What the task asks
Where a line of the records contains the word "ComplianceRate", show that line.

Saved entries
--- --- ---

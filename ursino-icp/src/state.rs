use uom::si::f64::{Pressure, Time, Volume, VolumeRate};

use crate::units::{Compliance, ComplianceRate, HydraulicResistance, PressureRate};

/// Simulated time and the two state variables of the model.
#[derive(Debug, Clone, Copy, PartialEq)]
pub struct HemodynamicState {
    /// Time elapsed since the integrator was created.
    pub time: Time,

    /// Intracranial pressure.
    pub icp: Pressure,

    /// Compliance of the arterial cerebrovascular bed.
    pub arterial_compliance: Compliance,
}

impl HemodynamicState {
    /// Returns the state reached after one explicit Euler step.
    ///
    /// ```text
    /// ICP(t + dt) = ICP(t) + dICP/dt · dt
    /// Ca(t + dt)  = Ca(t)  + dCa/dt  · dt
    /// ```
    #[must_use]
    pub fn step(&self, rate: StateRate, dt: Time) -> Self {
        Self {
            time: self.time + dt,
            icp: self.icp + rate.icp * dt,
            arterial_compliance: self.arterial_compliance + rate.arterial_compliance * dt,
        }
    }
}

/// Time derivatives of the state variables.
#[derive(Debug, Clone, Copy, PartialEq)]
pub struct StateRate {
    /// Rate of change of intracranial pressure.
    pub icp: PressureRate,

    /// Rate of change of arterial compliance driven by autoregulation.
    pub arterial_compliance: ComplianceRate,
}

/// Every intermediate of one evaluation of the model equations.
///
/// Produced by [`HemodynamicIntegrator::derive`] and returned from each step,
/// so callers can inspect flow and resistance alongside the state trajectory.
///
/// [`HemodynamicIntegrator::derive`]: crate::HemodynamicIntegrator::derive
#[derive(Debug, Clone, Copy, PartialEq)]
pub struct Derivation {
    /// Blood volume stored in the large and middle pial arteries.
    pub arterial_blood_volume: Volume,

    /// Resistance of the arterial bed at that volume.
    pub arterial_resistance: HydraulicResistance,

    /// Pressure at the capillary node.
    pub capillary_pressure: Pressure,

    /// Blood flow through the arterial bed.
    pub cerebral_blood_flow: VolumeRate,

    /// Time derivatives applied by the step.
    pub rate: StateRate,
}
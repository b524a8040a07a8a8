//! External signals driving the model.
//!
//! The model does not generate its inputs. A caller supplies arterial pressure,
//! its rate of change, venous sinus pressure, and the CSF injection rate for
//! every step, either directly as [`DrivingSignals`] or through a [`Drive`]
//! that produces them as a function of simulated time.

use uom::{
    ConstZero,
    si::f64::{Pressure, Time, VolumeRate},
};

use crate::units::{Clinical, PressureRate};

/// Driving signals sampled at one instant.
#[derive(Debug, Clone, Copy, PartialEq)]
pub struct DrivingSignals {
    /// Systemic arterial pressure.
    pub arterial_pressure: Pressure,

    /// Time derivative of the systemic arterial pressure.
    pub arterial_pressure_rate: PressureRate,

    /// Pressure in the dural venous sinuses.
    pub venous_sinus_pressure: Pressure,

    /// Volume rate of CSF injected (positive) or withdrawn (negative).
    pub csf_injection_rate: VolumeRate,
}

impl DrivingSignals {
    /// Constant pressures with no arterial pressure change and no injection.
    #[must_use]
    pub fn steady(arterial_pressure: Pressure, venous_sinus_pressure: Pressure) -> Self {
        Self {
            arterial_pressure,
            arterial_pressure_rate: PressureRate::ZERO,
            venous_sinus_pressure,
            csf_injection_rate: VolumeRate::ZERO,
        }
    }
}

/// Arterial pressure of 100 mmHg and venous sinus pressure of 6 mmHg, held
/// constant, without CSF injection.
impl Default for DrivingSignals {
    fn default() -> Self {
        Self::steady(Pressure::clinical(100.0), Pressure::clinical(6.0))
    }
}

/// A source of driving signals over simulated time.
///
/// [`DrivingSignals`] is itself a constant drive, and any
/// `Fn(Time) -> DrivingSignals` closure is a time-varying one.
pub trait Drive {
    /// Returns the signals at simulated time `time`.
    fn signals_at(&self, time: Time) -> DrivingSignals;
}

impl Drive for DrivingSignals {
    fn signals_at(&self, _time: Time) -> DrivingSignals {
        *self
    }
}

impl<F> Drive for F
where
    F: Fn(Time) -> DrivingSignals,
{
    fn signals_at(&self, time: Time) -> DrivingSignals {
        self(time)
    }
}
//! Algebraic and differential relations of the cerebral hemodynamics model.
//!
//! These are the equations of Ursino & Lodi (1997), Appendix B, written as free
//! functions. Each takes every constant it needs as an explicit argument so it
//! can be evaluated and tested on its own.
//! [`HemodynamicIntegrator`] chains them in the order they appear here.
//!
//! [`HemodynamicIntegrator`]: crate::HemodynamicIntegrator

use std::cmp::Ordering;

use uom::si::f64::{Pressure, Time, Volume, VolumeRate};

use crate::{
    config::CapillaryModel,
    units::{
        Compliance, ComplianceRate, ElastanceCoefficient, HydraulicResistance, PressureRate,
        ResistanceCoefficient,
    },
};

/// Blood volume of the arterial cerebrovascular bed.
///
/// ```text
/// Va = Ca · (Pa − ICP)
/// ```
#[must_use]
pub fn arterial_blood_volume(
    compliance: Compliance,
    arterial_pressure: Pressure,
    icp: Pressure,
) -> Volume {
    compliance * (arterial_pressure - icp)
}

/// Resistance of the arterial cerebrovascular bed.
///
/// A Hagen-Poiseuille law in which resistance scales with the inverse fourth
/// power of vessel radius, i.e. the inverse square of blood volume:
///
/// ```text
/// Ra = kR · Can² / Va²
/// ```
///
/// Strictly decreasing in `Va` for positive volumes.
#[must_use]
pub fn arterial_resistance(
    volume: Volume,
    coefficient: ResistanceCoefficient,
    basal_compliance: Compliance,
) -> HydraulicResistance {
    coefficient * basal_compliance * basal_compliance / (volume * volume)
}

/// Pressure in the cerebral capillaries.
///
/// [`CapillaryModel::Simplified`] balances the arterial and proximal venous
/// branches only:
///
/// ```text
/// Pc = (Pa·Rpv + ICP·Ra) / (Rpv + Ra)
/// ```
///
/// [`CapillaryModel::WithCsfFormation`] also keeps the CSF formation branch
/// through `Rf`:
///
/// ```text
/// Pc = (ICP·Rpv·Ra + ICP·Rf·Ra + Rf·Rpv·Pa) / (Ra·Rpv + Ra·Rf + Rpv·Rf)
/// ```
#[must_use]
pub fn capillary_pressure(
    model: CapillaryModel,
    arterial_pressure: Pressure,
    icp: Pressure,
    arterial_resistance: HydraulicResistance,
    proximal_venous_resistance: HydraulicResistance,
    csf_formation_resistance: HydraulicResistance,
) -> Pressure {
    let ra = arterial_resistance;
    let rpv = proximal_venous_resistance;

    match model {
        CapillaryModel::Simplified => (arterial_pressure * rpv + icp * ra) / (rpv + ra),
        CapillaryModel::WithCsfFormation => {
            let rf = csf_formation_resistance;
            (icp * rpv * ra + icp * rf * ra + arterial_pressure * rf * rpv)
                / (ra * rpv + ra * rf + rpv * rf)
        }
    }
}

/// Cerebral blood flow through the arterial bed, by Ohm's law.
///
/// ```text
/// q = (Pa − Pc) / Ra
/// ```
#[must_use]
pub fn cerebral_blood_flow(
    arterial_pressure: Pressure,
    capillary_pressure: Pressure,
    arterial_resistance: HydraulicResistance,
) -> VolumeRate {
    (arterial_pressure - capillary_pressure) / arterial_resistance
}

/// Fractional deviation of blood flow from its basal value, `(q − qn) / qn`.
#[must_use]
pub fn normalized_flow(cbf: VolumeRate, basal_cbf: VolumeRate) -> f64 {
    ((cbf - basal_cbf) / basal_cbf).value
}

/// Compliance the autoregulation drives towards for a given flow deviation.
///
/// The sigmoid is centered on the basal compliance `Can`. Its amplitude `ΔCa`
/// is `upper_bound` when flow is below basal and `lower_bound` when above,
/// with slope constant `kσ = ΔCa / 4`:
///
/// ```text
/// σ(x) = [(Can + ΔCa/2) + (Can − ΔCa/2)·exp(G·x/kσ)] / [1 + exp(G·x/kσ)]
/// ```
///
/// The target therefore stays within `(Can − lower/2, Can + upper/2)` and
/// equals `Can` when `x = 0`.
#[must_use]
pub fn autoregulation_target(
    normalized_flow: f64,
    basal_compliance: Compliance,
    upper_bound: Compliance,
    lower_bound: Compliance,
    gain: Compliance,
) -> Compliance {
    let amplitude = match normalized_flow.partial_cmp(&0.0) {
        Some(Ordering::Less) => upper_bound,
        // NaN falls through and propagates via the exponent.
        Some(Ordering::Greater) | None => lower_bound,
        // Zero deviation sits at the sigmoid midpoint for either amplitude.
        Some(Ordering::Equal) => return basal_compliance,
    };

    let high = basal_compliance + amplitude * 0.5;
    let low = basal_compliance - amplitude * 0.5;
    let exponent = (gain * normalized_flow / (amplitude * 0.25)).value;

    // Same curve, arranged so the exponential never overflows.
    if exponent > 0.0 {
        let decay = (-exponent).exp();
        (high * decay + low) / (1.0 + decay)
    } else {
        let growth = exponent.exp();
        (high + low * growth) / (1.0 + growth)
    }
}

/// First-order relaxation of the compliance towards its autoregulation target.
///
/// ```text
/// dCa/dt = (σ − Ca) / τ
/// ```
#[must_use]
pub fn compliance_rate(
    target: Compliance,
    compliance: Compliance,
    time_constant: Time,
) -> ComplianceRate {
    (target - compliance) / time_constant
}

/// Terms of the intracranial volume balance used by [`icp_rate`].
#[derive(Debug, Clone, Copy, PartialEq)]
pub struct IcpBalance {
    /// Current intracranial pressure.
    pub icp: Pressure,
    /// Current arterial compliance.
    pub compliance: Compliance,
    /// Rate of change of the arterial compliance.
    pub compliance_rate: ComplianceRate,
    /// Systemic arterial pressure.
    pub arterial_pressure: Pressure,
    /// Rate of change of the arterial pressure.
    pub arterial_pressure_rate: PressureRate,
    /// Pressure at the capillary node.
    pub capillary_pressure: Pressure,
    /// Pressure in the dural venous sinuses.
    pub venous_sinus_pressure: Pressure,
    /// Externally injected CSF; negative for withdrawal.
    pub csf_injection_rate: VolumeRate,
}

/// Time derivative of intracranial pressure.
///
/// The bracket is the net volume inflow into the craniospinal space, and the
/// leading factor the nonlinear intracranial elastance:
///
/// ```text
/// dICP/dt = kE·ICP / (1 + Ca·kE·ICP)
///         · [Ca·dPa/dt + dCa/dt·(Pa − ICP) + (Pc − ICP)/Rf − (ICP − Pvs)/Ro + I]
/// ```
#[must_use]
pub fn icp_rate(
    balance: &IcpBalance,
    elastance_coefficient: ElastanceCoefficient,
    csf_formation_resistance: HydraulicResistance,
    csf_outflow_resistance: HydraulicResistance,
) -> PressureRate {
    let IcpBalance {
        icp,
        compliance,
        compliance_rate,
        arterial_pressure,
        arterial_pressure_rate,
        capillary_pressure,
        venous_sinus_pressure,
        csf_injection_rate,
    } = *balance;

    let arterial_stretch: VolumeRate = compliance * arterial_pressure_rate;
    let compliance_change: VolumeRate = compliance_rate * (arterial_pressure - icp);
    let csf_formation: VolumeRate = (capillary_pressure - icp) / csf_formation_resistance;
    let csf_outflow: VolumeRate = (icp - venous_sinus_pressure) / csf_outflow_resistance;
    let net_inflow =
        arterial_stretch + compliance_change + csf_formation - csf_outflow + csf_injection_rate;

    let stiffness = elastance_coefficient * icp;
    let damping = 1.0 + (compliance * stiffness).value;

    stiffness / damping * net_inflow
}
//! Error types for secrets service operations.

use thiserror::Error;

/// Result type for secrets operations.
pub type Result<T> = std::result::Result<T, SecretsError>;

/// Errors that can occur while talking to a secrets backend.
#[derive(Error, Debug)]
pub enum SecretsError {
    /// No secret with the given identifier exists in the backend.
    #[error("Secret not found: {id}")]
    NotFound { id: String },

    /// A secret with the same name already exists.
    #[error("Secret already exists: {name}")]
    AlreadyExists { name: String },

    /// The backend refused the operation.
    #[error("Permission denied: {message}")]
    PermissionDenied { message: String },

    /// Failed to reach the secrets backend.
    #[error("Backend connection failed: {message}")]
    ConnectionFailed { message: String },

    /// The caller cancelled the operation through its context.
    #[error("Operation cancelled")]
    Cancelled,

    /// The context deadline passed before the operation completed.
    #[error("Deadline exceeded")]
    DeadlineExceeded,

    /// Backend-specific error.
    #[error("Backend error: {message}")]
    BackendError { message: String },

    /// Configuration error.
    #[error("Configuration error: {message}")]
    ConfigError { message: String },

    /// Serialization/deserialization error.
    #[error("Serialization error: {0}")]
    SerializationError(#[from] serde_json::Error),

    /// Generic internal error.
    #[error("Internal error: {message}")]
    Internal { message: String },
}

impl SecretsError {
    /// Create a not found error.
    pub fn not_found(id: impl Into<String>) -> Self {
        Self::NotFound { id: id.into() }
    }

    /// Create an already exists error.
    pub fn already_exists(name: impl Into<String>) -> Self {
        Self::AlreadyExists { name: name.into() }
    }

    /// Create a permission denied error.
    pub fn permission_denied(message: impl Into<String>) -> Self {
        Self::PermissionDenied { message: message.into() }
    }

    /// Create a connection failed error.
    pub fn connection_failed(message: impl Into<String>) -> Self {
        Self::ConnectionFailed { message: message.into() }
    }

    /// Create a backend error.
    pub fn backend_error(message: impl Into<String>) -> Self {
        Self::BackendError { message: message.into() }
    }

    /// Create a config error.
    pub fn config_error(message: impl Into<String>) -> Self {
        Self::ConfigError { message: message.into() }
    }

    /// Create an internal error.
    pub fn internal(message: impl Into<String>) -> Self {
        Self::Internal { message: message.into() }
    }

    /// Returns true for [`SecretsError::NotFound`].
    pub fn is_not_found(&self) -> bool {
        matches!(self, Self::NotFound { .. })
    }

    /// Returns true if the error came from the caller's context rather than the backend.
    pub fn is_cancellation(&self) -> bool {
        matches!(self, Self::Cancelled | Self::DeadlineExceeded)
    }
}

impl From<validator::ValidationErrors> for SecretsError {
    fn from(errors: validator::ValidationErrors) -> Self {
        let mut fields: Vec<String> = errors
            .field_errors()
            .iter()
            .map(|(field, field_errors)| {
                let messages: Vec<String> = field_errors
                    .iter()
                    .map(|e| e.message.as_ref().map_or("Invalid value".to_string(), |m| m.to_string()))
                    .collect();
                format!("{}: {}", field, messages.join(", "))
            })
            .collect();
        fields.sort();

        Self::config_error(format!("Validation failed: {}", fields.join("; ")))
    }
}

--- --- ---

Answer to the exercise
use crate::units::{Compliance, ComplianceRate, HydraulicResistance, PressureRate};
    pub arterial_compliance: ComplianceRate,
        Compliance, ComplianceRate, ElastanceCoefficient, HydraulicResistance, PressureRate,
) -> ComplianceRate {
    pub compliance_rate: ComplianceRate,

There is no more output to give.